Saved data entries
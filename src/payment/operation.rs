//! Operation records: one entry per transaction attempt reported by the
//! gateway. `request_id` is the merge key — two records with the same
//! request id are the same real-world attempt observed at different times.

use chrono::{DateTime, Utc};
use serde::{Deserialize, Serialize};
use std::fmt;

/// Monetary amount in minor units (cents).
#[derive(Debug, Clone, Serialize, Deserialize, PartialEq, Eq)]
pub struct Money {
    pub amount: i64,
    pub currency: String,
}

impl Money {
    pub fn new(amount: i64, currency: impl Into<String>) -> Self {
        Self {
            amount,
            currency: currency.into(),
        }
    }

    /// Human-readable form for audit notes, assuming a two-digit exponent.
    pub fn formatted(&self) -> String {
        format!(
            "{}.{:02} {}",
            self.amount / 100,
            (self.amount % 100).abs(),
            self.currency
        )
    }
}

impl fmt::Display for Money {
    fn fmt(&self, f: &mut fmt::Formatter<'_>) -> fmt::Result {
        write!(f, "{}", self.formatted())
    }
}

/// Gateway transaction operation types, wire strings included.
#[derive(Debug, Clone, Copy, Serialize, Deserialize, PartialEq, Eq, Hash)]
pub enum OperationType {
    #[serde(rename = "sale")]
    Sale,
    #[serde(rename = "auth")]
    Auth,
    #[serde(rename = "capture")]
    Capture,
    #[serde(rename = "cancel")]
    Cancel,
    #[serde(rename = "reversal")]
    Reversal,
    #[serde(rename = "refund")]
    Refund,
    #[serde(rename = "refund reverse")]
    RefundReverse,
    #[serde(rename = "recurring")]
    Recurring,
    #[serde(rename = "recurring update")]
    RecurringUpdate,
    #[serde(rename = "recurring cancel")]
    RecurringCancel,
    #[serde(rename = "manual change")]
    ManualChange,
    #[serde(rename = "account verification")]
    AccountVerification,
    #[serde(rename = "customer action")]
    CustomerAction,
    #[serde(rename = "payment confirmation")]
    PaymentConfirmation,
    #[serde(rename = "capture settlement")]
    CaptureSettlement,
    #[serde(rename = "commission")]
    Commission,
    #[serde(rename = "incremental")]
    Incremental,
    #[serde(rename = "invoice")]
    Invoice,
    #[serde(rename = "create_cash_voucher")]
    CreateCashVoucher,
}

impl OperationType {
    pub fn as_str(&self) -> &'static str {
        match self {
            OperationType::Sale => "sale",
            OperationType::Auth => "auth",
            OperationType::Capture => "capture",
            OperationType::Cancel => "cancel",
            OperationType::Reversal => "reversal",
            OperationType::Refund => "refund",
            OperationType::RefundReverse => "refund reverse",
            OperationType::Recurring => "recurring",
            OperationType::RecurringUpdate => "recurring update",
            OperationType::RecurringCancel => "recurring cancel",
            OperationType::ManualChange => "manual change",
            OperationType::AccountVerification => "account verification",
            OperationType::CustomerAction => "customer action",
            OperationType::PaymentConfirmation => "payment confirmation",
            OperationType::CaptureSettlement => "capture settlement",
            OperationType::Commission => "commission",
            OperationType::Incremental => "incremental",
            OperationType::Invoice => "invoice",
            OperationType::CreateCashVoucher => "create_cash_voucher",
        }
    }
}

impl fmt::Display for OperationType {
    fn fmt(&self, f: &mut fmt::Formatter<'_>) -> fmt::Result {
        write!(f, "{}", self.as_str())
    }
}

/// Status of a single operation as reported by the gateway.
#[derive(Debug, Clone, Copy, Serialize, Deserialize, PartialEq, Eq, Hash)]
pub enum OperationStatus {
    #[serde(rename = "success")]
    Success,
    #[serde(rename = "decline")]
    Decline,
    #[serde(rename = "expired")]
    Expired,
    #[serde(rename = "internal error")]
    InternalError,
    #[serde(rename = "external error")]
    ExternalError,
    #[serde(rename = "awaiting confirmation")]
    AwaitingConfirmation,
    #[serde(rename = "awaiting customer")]
    AwaitingCustomer,
    #[serde(rename = "external processing")]
    ExternalProcessing,
    #[serde(rename = "processing")]
    Processing,
}

impl OperationStatus {
    pub fn as_str(&self) -> &'static str {
        match self {
            OperationStatus::Success => "success",
            OperationStatus::Decline => "decline",
            OperationStatus::Expired => "expired",
            OperationStatus::InternalError => "internal error",
            OperationStatus::ExternalError => "external error",
            OperationStatus::AwaitingConfirmation => "awaiting confirmation",
            OperationStatus::AwaitingCustomer => "awaiting customer",
            OperationStatus::ExternalProcessing => "external processing",
            OperationStatus::Processing => "processing",
        }
    }
}

impl fmt::Display for OperationStatus {
    fn fmt(&self, f: &mut fmt::Formatter<'_>) -> fmt::Result {
        write!(f, "{}", self.as_str())
    }
}

/// One transaction attempt within a payment.
#[derive(Debug, Clone, Serialize, Deserialize, PartialEq)]
pub struct OperationRecord {
    pub request_id: String,
    #[serde(rename = "type")]
    pub operation_type: OperationType,
    pub status: OperationStatus,
    pub sum_initial: Money,
    #[serde(rename = "date", default, skip_serializing_if = "Option::is_none")]
    pub created_at: Option<DateTime<Utc>>,
    #[serde(default, skip_serializing_if = "Option::is_none")]
    pub code: Option<i64>,
    #[serde(default, skip_serializing_if = "Option::is_none")]
    pub message: Option<String>,
}

impl OperationRecord {
    pub fn new(
        request_id: impl Into<String>,
        operation_type: OperationType,
        status: OperationStatus,
        sum_initial: Money,
        created_at: Option<DateTime<Utc>>,
    ) -> Self {
        Self {
            request_id: request_id.into(),
            operation_type,
            status,
            sum_initial,
            created_at,
            code: None,
            message: None,
        }
    }
}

(What to work on)
Each line above from the one with "at different times." up to and including the one with "pub fn new(amount: i64, currency: impl" must be set down exactly, and no line outside that span may appear.

(Written answer)
//! request id are the same real-world attempt observed at different times.

use chrono::{DateTime, Utc};
use serde::{Deserialize, Serialize};
use std::fmt;

/// Monetary amount in minor units (cents).
#[derive(Debug, Clone, Serialize, Deserialize, PartialEq, Eq)]
pub struct Money {
    pub amount: i64,
    pub currency: String,
}

impl Money {
    pub fn new(amount: i64, currency: impl Into<String>) -> Self {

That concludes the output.